Faltering of prenatal growth precedes the development of atopic eczema in infancy: cohort study
Authors El-Heis S, Crozier SR, Healy E, Robinson SM, Harvey NC, Cooper C, Inskip HM, Baird J, Godfrey KM
Received 31 May 2018
Accepted for publication 25 September 2018
Published 12 December 2018 Volume 2018:10 Pages 1851—1864
Checked for plagiarism Yes
Review by Single-blind
Peer reviewer comments 2
Editor who approved publication: Professor Henrik Toft Sørensen
Sarah El-Heis,1 Sarah R Crozier,1 Eugene Healy,2 Sian M Robinson,1,3 Nicholas C Harvey,1,3 Cyrus Cooper,1,3,4 Hazel M Inskip,1,3 Janis Baird,1,3 Keith M Godfrey1,3,5
On behalf of Southampton Women’s Survey Study Group
1Medical Research Council Lifecourse Epidemiology Unit, University of Southampton, Southampton, UK; 2Dermatopharmacology, Faculty of Medicine, University of Southampton, Southampton, UK; 3NIHR Southampton Biomedical Research Centre, University of Southampton and University Hospital Southampton NHS Foundation Trust, Southampton, UK; 4NIHR Musculoskeletal Biomedical Research Unit, University of Oxford, Oxford, UK; 5Institute of Developmental Sciences, University of Southampton, Southampton, UK
Background: Infants with atopic eczema have an increased risk of impaired growth, but the origin of this impairment is unclear. The aim of this study was to examine fetal and infant growth in relation to infantile atopic eczema.

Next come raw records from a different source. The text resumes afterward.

impl<T: FilterImpl> Filter<T> {
    /// Creates a stopped, unconnected filter with default configuration.
    pub fn new(name: impl Into<String>, imp: T) -> Self {
        Self::with_config(name, imp, FilterConfig::default())
    }

    pub fn with_config(name: impl Into<String>, imp: T, config: FilterConfig) -> Self {
        let name = name.into();
        let pins = imp.pin_templates().into_iter().map(Pin::new).collect();
        debug!("Created {} filter {}", imp.type_name(), name);
        Self {
            shared: Arc::new(FilterShared {
                id: Uuid::new_v4(),
                lock: FilterLock::new(name.clone(), FilterInner {
                    state: FilterState::Stopped,
                    pins,
                    imp,
                }),
                name,
                config,
            }),
        }
    }

    pub fn id(&self) -> Uuid {
        self.shared.id
    }

    pub fn name(&self) -> &str {
        self.shared.name()
    }

    pub fn config(&self) -> &FilterConfig {
        &self.shared.config
    }

    pub fn state(&self) -> Result<FilterState> {
        Ok(self.shared.lock()?.state)
    }

    /// Address of `pin` for use as a peer key.
    pub fn key(&self, pin: PinId) -> PinKey {
        self.shared.key(pin)
    }

    /// Snapshot of every pin.
    pub fn pins(&self) -> Result<Vec<PinInfo>> {
        let inner = self.shared.lock()?;
        Ok(inner
            .pins
            .iter()
            .enumerate()
            .map(|(index, p)| PinInfo {
                id: PinId(index),
                name: p.name.clone(),
                direction: p.direction,
                format: p.format().cloned(),
                peer: p.peer_key(),
            })
            .collect())
    }

    /// Looks a pin up by its template name.
    pub fn pin_by_name(&self, name: &str) -> Result<PinId> {
        let inner = self.shared.lock()?;
        inner
            .pins
            .iter()
            .position(|p| p.name == name)
            .map(PinId)
            .ok_or_else(|| Error::InvalidArg(format!("{}: no pin named {name}", self.name())))
    }

    /// The consumer endpoint of input `pin`, for connecting an upstream
    /// producer to it.
    pub fn input(&self, pin: PinId) -> Result<Arc<dyn InputEndpoint>> {
        let inner = self.shared.lock()?;
        if inner.pin(pin)?.direction != Direction::Input {
            return Err(Error::InvalidArg(format!("{pin} is not an input pin")));
        }
        Ok(Arc::new(InputPinRef::new(self.shared.clone(), pin)))
    }

    /// Acceptance predicate of `pin`, as an upstream producer would see it.
    pub fn query_accept(&self, pin: PinId, format: &FormatDescriptor) -> Result<()> {
        let inner = self.shared.lock()?;
        inner.pin(pin)?;
        let upstream = inner.upstream_format();
        inner.imp.query_accept(pin, format, upstream.as_ref())
    }

    /// Connection format of `pin`, if connected.
    pub fn connection_format(&self, pin: PinId) -> Result<Option<FormatDescriptor>> {
        Ok(self.shared.lock()?.pin(pin)?.format().cloned())
    }

    /// The buffer pool owned by output `pin`, if connected.
    pub fn pool(&self, pin: PinId) -> Result<Option<BufferPool>> {
        Ok(self.shared.lock()?.pin(pin)?.delivery.pool.clone())
    }

    /// Connects output `pin` to `peer`.
    ///
    /// Negotiates the format (trying `proposed` alone if given, otherwise
    /// this pin's ranked preferences), creates and negotiates the pool, then
    /// asks the peer to complete the connection. The filter lock is released
    /// while calling into the peer.
    ///
    /// # Errors
    ///
    /// - [`Error::WrongState`] unless the filter is stopped.
    /// - [`Error::AlreadyConnected`] if `pin` already has a peer.
    /// - [`Error::NotConnected`] if the filter has inputs and none is connected.
    /// - [`Error::NoAcceptableFormat`] if negotiation fails.
    pub fn connect(
        &self,
        pin: PinId,
        peer: Arc<dyn InputEndpoint>,
        proposed: Option<&FormatDescriptor>,
    ) -> Result<FormatDescriptor> {
        let (pin_name, preferred, upstream) = {
            let inner = self.shared.lock()?;
            inner.require_stopped("connect requires a stopped filter")?;
            let p = inner.pin(pin)?;
            if p.direction != Direction::Output {
                return Err(Error::InvalidArg(format!("{pin} is not an output pin")));
            }
            if p.connection.is_some() {
                return Err(Error::AlreadyConnected);
            }
            let upstream = inner.upstream_format();
            if inner.has_inputs() && upstream.is_none() {
                return Err(Error::NotConnected);
            }
            let preferred = inner.imp.preferred_formats(pin, upstream.as_ref());
            (p.name.clone(), preferred, upstream)
        };

        let format = negotiate(
            &preferred,
            proposed,
            |candidate| {
                self.shared
                    .lock()?
                    .imp
                    .query_accept(pin, candidate, upstream.as_ref())
            },
            |candidate| peer.query_accept(candidate),
        )?;

        let requested = peer.allocator_request().resolve();
        let required = self.shared.lock()?.imp.pool_requirements(pin, &format);
        let pool = BufferPool::new(format!("{}.{}", self.name(), pin_name));
        let properties = pool.negotiate(&requested, &required)?;

        peer.receive_connection(self.key(pin), &format)?;

        let mut inner = self.shared.lock()?;
        let still_free =
            inner.state == FilterState::Stopped && inner.pin(pin)?.connection.is_none();
        if !still_free {
            drop(inner);
            if let Err(err) = peer.disconnect() {
                warn!("{}: rollback of {} failed: {}", self.name(), pin, err);
            }
            return Err(Error::WrongState("filter changed during connect"));
        }
        let p = inner.pin_mut(pin)?;
        p.connection = Some(Connection {
            format: format.clone(),
            peer: Peer::Downstream(peer),
        });
        p.delivery = Delivery {
            pool: Some(pool),
            ..Delivery::default()
        };
        info!(
            "{}: {} connected as {:?}, pool {:?}",
            self.name(),
            pin_name,
            format.subtype,
            properties
        );
        Ok(format)
    }

    /// Drops the connection of `pin`.
    ///
    /// Disconnecting an input also disconnects every output, since output
    /// formats derive from the input format.
    pub fn disconnect(&self, pin: PinId) -> Result<()> {
        let peers = {
            let mut inner = self.shared.lock()?;
            inner.require_stopped("disconnect requires a stopped filter")?;
            let p = inner.pin_mut(pin)?;
            let direction = p.direction;
            let connection = p.connection.take().ok_or(Error::NotConnected)?;
            p.delivery = Delivery::default();
            p.stream = Default::default();
            let mut peers: Vec<Arc<dyn InputEndpoint>> = Vec::new();
            if let Peer::Downstream(peer) = connection.peer {
                peers.push(peer);
            }
            if direction == Direction::Input {
                peers.extend(inner.disconnect_outputs());
            }
            debug!("{}: {} disconnected", self.name(), pin);
            peers
        };
        for peer in peers {
            if let Err(err) = peer.disconnect() {
                warn!("{}: peer disconnect failed: {}", self.name(), err);
            }
        }
        Ok(())
    }

    pub fn pause(&self) -> Result<()> {
        self.activate(FilterState::Paused)
    }

    pub fn run(&self) -> Result<()> {
        self.activate(FilterState::Running)
    }

    fn activate(&self, target: FilterState) -> Result<()> {
        let mut inner = self.shared.lock()?;
        if inner.state == FilterState::Stopped {
            let context = inner.stream_context();
            inner.imp.start(&context)?;
            if let Err(err) = inner.commit_outputs(&context) {
                inner.imp.stop();
                for pin in inner.pins.iter() {
                    if let Some(pool) = &pin.delivery.pool {
                        // Freshly committed pools have no leases.
                        let _ = pool.decommit(std::time::Duration::ZERO);
                    }
                }
                return Err(err);
            }
            inner.state = target;
            self.shared.start_pumps(&mut inner)?;
        } else {
            inner.state = target;
        }
        inner.imp.activated(target)?;
        info!("{}: {:?}", self.name(), target);
        Ok(())
    }

    /// Stops streaming: discards queues, decommits pools and joins pumps.
    ///
    /// Every step runs even if an earlier one fails; the first error is
    /// returned. A join that times out leaves the thread detached.
    pub fn stop(&self) -> Result<()> {
        let (pools, pumps) = {
            let mut inner = self.shared.lock()?;
            if inner.state == FilterState::Stopped {
                return Ok(());
            }
            inner.state = FilterState::Stopped;
            let mut pools = Vec::new();
            let mut pumps = Vec::new();
            for pin in inner.pins.iter_mut() {
                pin.delivery.queue.clear();
                pumps.extend(pin.delivery.pump.take());
                pools.extend(pin.delivery.pool.clone());
            }
            inner.imp.stop();
            self.shared.wake();
            (pools, pumps)
        };

        let mut result = Ok(());
        for pool in pools {
            if let Err(err) = pool.decommit(self.shared.config.decommit_timeout()) {
                result = result.and(Err(err));
            }
        }
        for pump in pumps {
            if let Err(err) = pump.join(self.shared.config.join_timeout()) {
                result = result.and(Err(err));
            }
        }
        info!("{}: Stopped", self.name());
        result
    }

    /// Queues a sample on output `pin` of a source filter.
    ///
    /// # Errors
    ///
    /// - [`Error::NotConnected`], [`Error::WrongState`] when the pin cannot
    ///   stream.
    /// - [`Error::RejectedFlushing`] while the pin is flushing.
    /// - [`Error::RejectedEos`] after end-of-stream was queued.
    /// - [`Error::DeliveryHalted`] after downstream refused a sample.
    pub fn push_output(&self, pin: PinId, sample: Sample) -> Result<()> {
        self.shared.push_output(pin, QueueEntry::Sample(sample))
    }

    /// Queues end-of-stream on output `pin` of a source filter.
    pub fn push_output_end_of_stream(&self, pin: PinId) -> Result<()> {
        self.shared.push_output(pin, QueueEntry::EndOfStream)
    }

    /// Starts a flush originating at this (source) filter.
    pub fn begin_flush(&self) -> Result<()> {
        flush::begin_flush(&self.shared, None)
    }

    /// Ends a flush started with [`Filter::begin_flush`].
    pub fn end_flush(&self) -> Result<()> {
        flush::end_flush(&self.shared, None)
    }

    /// Runs `f` with the filter lock held and typed access to the
    /// implementation.
    pub fn with_impl<R>(&self, f: impl FnOnce(&mut T) -> R) -> Result<R> {
        let mut inner = self.shared.lock()?;
        Ok(f(&mut inner.imp))
    }

    /// Whether output `pin` has a live pump thread.
    pub fn pump_running(&self, pin: PinId) -> Result<bool> {
        let inner = self.shared.lock()?;
        Ok(inner
            .pin(pin)?
            .delivery
            .pump
            .as_ref()
            .is_some_and(|pump| !pump.is_finished()))
    }

    /// Number of entries waiting on output `pin`.
    pub fn pending_len(&self, pin: PinId) -> Result<usize> {
        Ok(self.shared.lock()?.pin(pin)?.delivery.queue.len())
    }

    /// Whether delivery on output `pin` stopped after a refused sample.
    pub fn is_done(&self, pin: PinId) -> Result<bool> {
        Ok(self.shared.lock()?.pin(pin)?.delivery.done)
    }
}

Methods: Within the UK Southampton Women’s Survey, 1,759 infants with known maternal menstrual data had anthropometric measurements at 11, 19, and 34 weeks’ gestation, birth, and ages 6 and 12 months, enabling derivation of growth velocity SD scores. Infantile atopic eczema at ages 6 and/or 12 months was ascertained using modified UK Working Party diagnostic criteria.
Results: Expressed per SD increase, higher femur length and abdominal circumference at 34 weeks’ gestation were associated with decreased risks of atopic eczema (eczema OR/SD increase 0.81 [95% CI 0.69–0.96], P=0.017 and 0.78 [95% CI 0.65–0.93], P=0.006, respectively), while every SD increase in head to abdominal circumference ratio (indicating disproportionate growth) was associated with an increase in risk of atopic eczema (1.37 [1.15–1.63], P=0.001). Lower velocities of linear growth from 11 weeks’ gestation to birth and birth to age 6 months were associated with atopic eczema (atopic eczema OR/SD increase 0.80 [0.65–0.98], P=0.034 and 0.8 [1 0.66–1.00], P=0.051, respectively). Infants with atopic eczema at age 12 months had a larger head circumference in early gestation and faltering of abdominal growth velocity from 19 to 34 weeks’ gestation (atopic eczema OR/SD increase 0.67 [0.51–0.88], P=0.003).
Conclusion: Infants with atopic eczema demonstrate altered patterns of fetal growth, including faltering of linear growth in utero, prior to the clinical onset of atopic eczema. These findings suggest growth falters prior to the start of clinical atopic eczema and its treatment.